Танцовщик подошел к Люсии. При ближайшем рассмотрении он оказался совсем юным. Лет восемнадцать или девятнадцать.
– Пойдемте! – произнес он на явно неродном ему испанском и пленительно улыбнулся ей. Она поднялась на сцену и свернула за кулисы.
– Вы говорите по-английски?
– Свободнее, чем по-испански, – продемонстрировал юноша хорошее английское произношение.
Люсия тоже сказала пару английских фраз, но тут же замолчала. Она не знала, с чего начать. Начинать вообще не хотелось. Предложить ему, что ли, полистать журналы, прежде чем показаться на людях, потянуть время?
– Я жду ваших указаний. – Его глаза откровенно и изучающе скользили по ее телу. Зачем она только послушалась и надела это детское платье?!
– Как вы думаете, Лукас, с какой целью люди выходят на сцену?

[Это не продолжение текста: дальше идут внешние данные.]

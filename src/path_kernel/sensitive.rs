// path_kernel/sensitive.rs
//! Sensitive-path denylist (spec §4.1, §6).
//!
//! A fixed set of globs plus an operator-supplied allow/deny list from the
//! environment (`FS_CONTEXT_ALLOWLIST` / `FS_CONTEXT_DENYLIST`,
//! comma-separated). A path is sensitive if either its basename or its
//! resolved path matches a deny glob and no allow glob overrides it.

use globset::{Glob, GlobSet, GlobSetBuilder};
use std::path::Path;

const DEFAULT_DENY_PATTERNS: &[&str] = &[
    "**/.env*",
    "**/.ssh/**",
    "**/id_rsa*",
    "**/id_ed25519*",
    "**/.aws/credentials",
    "**/.aws/config",
    "**/*.pem",
    "**/*secret*",
    "**/*.key",
    "**/.npmrc",
    "**/.netrc",
    "**/*.pfx",
    "**/*.p12",
];

/// Compiled allow/deny policy for sensitive-path filtering.
pub struct SensitivePolicy {
    deny: GlobSet,
    allow: GlobSet,
}

impl SensitivePolicy {
    /// Builds the policy from the fixed denylist plus the operator-supplied
    /// `FS_CONTEXT_ALLOWLIST` / `FS_CONTEXT_DENYLIST` environment variables
    /// and the explicit `FS_CONTEXT_ALLOW_SENSITIVE` list (spec §6).
    pub fn from_env() -> Self {
        let extra_deny = std::env::var("FS_CONTEXT_DENYLIST").unwrap_or_default();
        let extra_allow = std::env::var("FS_CONTEXT_ALLOWLIST").unwrap_or_default();
        let allow_sensitive = std::env::var("FS_CONTEXT_ALLOW_SENSITIVE").unwrap_or_default();
        Self::build(
            DEFAULT_DENY_PATTERNS.iter().map(|s| s.to_string()),
            split_csv(&extra_deny),
            split_csv(&extra_allow).chain(split_csv(&allow_sensitive)),
        )
    }

    pub fn build(
        default_deny: impl Iterator<Item = String>,
        extra_deny: impl Iterator<Item = String>,
        allow: impl Iterator<Item = String>,
    ) -> Self {
        let mut deny_builder = GlobSetBuilder::new();
        for pat in default_deny.chain(extra_deny) {
            if let Ok(g) = Glob::new(&pat) {
                deny_builder.add(g);
            }
        }
        let mut allow_builder = GlobSetBuilder::new();
        for pat in allow {
            if let Ok(g) = Glob::new(&pat) {
                allow_builder.add(g);
            }
        }
        Self {
            deny: deny_builder.build().unwrap_or_else(|_| GlobSet::empty()),
            allow: allow_builder.build().unwrap_or_else(|_| GlobSet::empty()),
        }
    }

    /// A path is sensitive if the basename or the resolved path matches a
    /// deny glob and no allow glob overrides it (spec §4.1).
    pub fn is_sensitive(&self, basename: &str, resolved_path: &Path) -> bool {
        let resolved_str = resolved_path.to_string_lossy();
        let denied = self.deny.is_match(basename) || self.deny.is_match(resolved_str.as_ref());
        if !denied {
            return false;
        }
        !(self.allow.is_match(basename) || self.allow.is_match(resolved_str.as_ref()))
    }
}

fn split_csv(s: &str) -> impl Iterator<Item = String> + '_ {
    s.split(',')
        .map(str::trim)
        .filter(|s| !s.is_empty())
        .map(str::to_string)
}

#[cfg(test)]
mod tests {
    use super::*;
    use std::path::PathBuf;

    fn policy() -> SensitivePolicy {
        SensitivePolicy::build(
            DEFAULT_DENY_PATTERNS.iter().map(|s| s.to_string()),
            std::iter::empty(),
            std::iter::empty(),
        )
    }

    #[test]
    fn flags_dotenv_and_ssh_keys() {
        let p = policy();
        assert!(p.is_sensitive(".env", &PathBuf::from("/repo/.env")));
        assert!(p.is_sensitive("id_rsa", &PathBuf::from("/home/u/.ssh/id_rsa")));
        assert!(p.is_sensitive("whatever", &PathBuf::from("/home/u/.ssh/config")));
        assert!(!p.is_sensitive("main.rs", &PathBuf::from("/repo/src/main.rs")));
    }

    #[test]
    fn allowlist_overrides_denylist() {
        let p = SensitivePolicy::build(
            DEFAULT_DENY_PATTERNS.iter().map(|s| s.to_string()),
            std::iter::empty(),
            vec![".env.example".to_string()].into_iter(),
        );
        assert!(p.is_sensitive(".env", &PathBuf::from("/repo/.env")));
        assert!(!p.is_sensitive(".env.example", &PathBuf::from("/repo/.env.example")));
    }
}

– У каждого свой повод… Любовь к движению, случайность, деньги, тщеславие… – Он приблизился к ней, присев на край стола. Его колени почти касались ее ног. – Переместимся в кресло, раз уж у нас серьезный разговор? – Он был разгорячен танцем, и Люсия ощущала это тепло, может быть, ей даже хотелось почувствовать его еще ближе. – Садитесь, я сяду на подлокотник.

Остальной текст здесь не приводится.